© JUNGE FREIHEIT Verlag GmbH & Co.  www.jungefreiheit.de  27/10 02. Juli 2010

Alarmierende Zahlen
Bildungspolitik: Der erste nationale Schulvergleich hat gravierende Unterschiede zwischen den Bundesländern aufgedeckt
Hans Christians

Die Pädagogen klagen an: Deutschland habe aus den sogenannten Pisa-Tests der vergangenen Jahre nichts gelernt. Und die Resultate sind in der Tat alarmierend. Denn beim ersten nationalen Schulvergleichstest der Neunt-

kläßler in Deutsch und Englisch liegen Bayern und Baden-Württemberg an der Spitze. Dies deckt sich mit den Erkenntnissen, die aus den bisherigen Pisa-Tests gezogen wurden. Schlecht schnitten wie gehabt vor allem die Schüler aus Nord- und Mitteldeutschland ab.
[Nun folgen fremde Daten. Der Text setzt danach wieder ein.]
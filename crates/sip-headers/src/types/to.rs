//! # SIP To Header
//!
//! The To header field names the logical recipient of a request
//! ([RFC 3261 Section 20.39](https://datatracker.ietf.org/doc/html/rfc3261#section-20.39)).
//! Its `tag` parameter is added by the UAS and, together with the From tag
//! and Call-ID, identifies the dialog.
//!
//! ```text
//! To: The Operator <sip:operator@cs.columbia.edu>;tag=287447
//! t: sip:+12125551212@server.phone2net.com
//! ```
//!
//! ## Examples
//!
//! ```rust
//! use rvoip_sip_headers::prelude::*;
//!
//! let to: To = "t: Bob <sip:bob@biloxi.com>;tag=a6c85cf".parse().unwrap();
//! assert_eq!(to.display_name(), Some("Bob"));
//! assert_eq!(to.tag(), Some("a6c85cf"));
//! assert_eq!(to.value_string(), "\"Bob\" <sip:bob@biloxi.com>;tag=a6c85cf");
//!
//! // The display name does not take part in equality
//! let bare: To = "sip:bob@biloxi.com;tag=a6c85cf".parse().unwrap();
//! assert_eq!(to, bare);
//! ```

use super::address::{address_header, validate_tag, Tagged};
use super::param::ParamSpec;

address_header!(
    /// The To header field.
    To,
    "To",
    Some("t"),
    ParamSpec {
        known: &["tag"],
        allow_generic: true,
        validate: validate_tag,
    }
);

impl Tagged for To {}

#[cfg(test)]
mod tests {
    use super::*;
    use crate::error::Error;
    use crate::types::address::Addressed;
    use crate::types::header::{HeaderField, Parameterized};
    use crate::types::param::Parameter;
    use crate::types::uri::Uri;

    #[test]
    fn test_parse_with_tag() {
        let to = To::from_value("To: The Operator <sip:operator@cs.columbia.edu>;tag=287447").unwrap();
        assert_eq!(to.display_name(), Some("The Operator"));
        assert_eq!(to.uri().unwrap().user(), Some("operator"));
        assert_eq!(to.tag(), Some("287447"));
        assert!(to.is_valid());
    }

    #[test]
    fn test_tag_management() {
        let mut to = To::new(Uri::sip("biloxi.com").with_user("bob"));
        assert_eq!(to.tag(), None);
        let tag = to.new_tag();
        assert_eq!(to.tag(), Some(tag.as_str()));

        assert!(matches!(to.set_tag(""), Err(Error::MissingValue { .. })));
        assert!(matches!(to.set_tag("bad tag"), Err(Error::InvalidFormat { .. })));
        assert_eq!(to.tag(), Some(tag.as_str()));
    }

    #[test]
    fn test_equality_uses_tag() {
        let a = To::from_value("<sip:bob@biloxi.com>;tag=1").unwrap();
        let b = To::from_value("<sip:bob@BILOXI.com>;TAG=1").unwrap();
        let c = To::from_value("<sip:bob@biloxi.com>;tag=2").unwrap();
        assert_eq!(a, b);
        assert_ne!(a, c);
    }

    #[test]
    fn test_invalid_tag_is_parse_error() {
        let err = To::from_value("<sip:bob@biloxi.com>;tag").unwrap_err();
        assert!(err.is_parse_error());
        assert!(matches!(err.validation_cause(), Some(Error::MissingValue { .. })));
    }

    #[test]
    fn test_generic_params_accepted() {
        let mut to = To::from_value("<sip:bob@biloxi.com>;x-info=1").unwrap();
        assert_eq!(to.param("x-info"), Some("1"));
        to.add_param(Parameter::flag("lr").unwrap()).unwrap();
        assert_eq!(to.value_string(), "<sip:bob@biloxi.com>;x-info=1;lr");
    }

    #[test]
    fn test_clone_is_independent() {
        let original = To::from_value("<sip:bob@biloxi.com>;tag=1").unwrap();
        let mut copy = original.clone();
        copy.set_tag("2").unwrap();
        copy.set_display_name(Some("Robert")).unwrap();
        assert_eq!(original.tag(), Some("1"));
        assert_eq!(original.display_name(), None);
    }
}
Die Testresultate offenbaren,  daß die Schüler in Bremen, Berlin, Hamburg und Brandenburg unterdurchschnittliche Fähigkeiten aufgewiesen haben. Vor allem in Englisch fallen die fünf östlichen Bundesländer deutlich ab. Bei der Vorstellung der Studie lieferte der Schulforscher Olaf Köller eine interessante Erklärung. Nur gut die Hälfte der Englischlehrer hätte dieses Fach auch studiert, sagte er.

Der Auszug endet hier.